▶ **PROVIDED DATA**:
//! # Priority Queue
//!
//! Stable max-priority queue used by the scheduler for processes that are
//! waiting for a core.
//!
//! Items are grouped into one FIFO bucket per distinct priority. The
//! highest non-empty bucket is served first and, within a bucket, items
//! leave in arrival order.

use std::collections::{BTreeMap, VecDeque};

/// A stable max-priority queue.
///
/// Uses `BTreeMap` keyed by priority so the highest bucket is always the
/// last key. Empty buckets are removed immediately.
#[derive(Debug, Clone)]
pub struct PriorityQueue<T> {
    buckets: BTreeMap<i64, VecDeque<T>>,
    len: usize,
}

impl<T> Default for PriorityQueue<T> {
    fn default() -> Self {
        Self {
            buckets: BTreeMap::new(),
            len: 0,
        }
    }
}

impl<T> PriorityQueue<T> {
    /// Create an empty queue.
    #[must_use]
    pub fn new() -> Self {
        Self::default()
    }

    /// Add an item behind every item already queued at `priority`.
    pub fn add_item(&mut self, item: T, priority: i64) {
        self.buckets.entry(priority).or_default().push_back(item);
        self.len = self.len.saturating_add(1);
    }

    /// Front item of the highest-priority bucket.
    #[must_use]
    pub fn peek_next(&self) -> Option<&T> {
        self.buckets
            .last_key_value()
            .and_then(|(_, bucket)| bucket.front())
    }

    /// Priority of the item `peek_next` would return.
    #[must_use]
    pub fn peek_priority(&self) -> Option<i64> {
        self.buckets.last_key_value().map(|(priority, _)| *priority)
    }

    /// Remove and return the front item of the highest-priority bucket.
    pub fn extract_next(&mut self) -> Option<T> {
        let mut entry = self.buckets.last_entry()?;
        let item = entry.get_mut().pop_front();
        if entry.get().is_empty() {
            entry.remove();
        }
        if item.is_some() {
            self.len = self.len.saturating_sub(1);
        }
        item
    }

    /// Remove the first item (in extraction order) matching `pred`.
    ///
    /// This is a linear scan over every queued item.
    pub fn remove_where(&mut self, mut pred: impl FnMut(&T) -> bool) -> Option<T> {
        let mut found = None;
        for (priority, bucket) in self.buckets.iter_mut().rev() {
            if let Some(pos) = bucket.iter().position(&mut pred) {
                found = Some((*priority, pos));
                break;
            }
        }

        let (priority, pos) = found?;
        let bucket = self.buckets.get_mut(&priority)?;
        let item = bucket.remove(pos);
        if bucket.is_empty() {
            self.buckets.remove(&priority);
        }
        if item.is_some() {
            self.len = self.len.saturating_sub(1);
        }
        item
    }

    /// Iterate over queued items in extraction order.
    pub fn iter(&self) -> impl Iterator<Item = &T> + '_ {
        self.buckets.values().rev().flat_map(|bucket| bucket.iter())
    }

    /// Number of queued items.
    #[must_use]
    pub fn len(&self) -> usize {
        self.len
    }

    /// Whether the queue is empty.
    #[must_use]
    pub fn is_empty(&self) -> bool {
        self.len == 0
    }

    /// Drop every queued item.
    pub fn clear(&mut self) {
        self.buckets.clear();
        self.len = 0;
    }
}

// =============================================================================
// TESTS
// =============================================================================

▶ **ABOUT THIS EXERCISE**: Copy out every line above where "bool" is present.

▶ **TASK RESPONSE**:
    pub fn remove_where(&mut self, mut pred: impl FnMut(&T) -> bool) -> Option<T> {
    pub fn is_empty(&self) -> bool {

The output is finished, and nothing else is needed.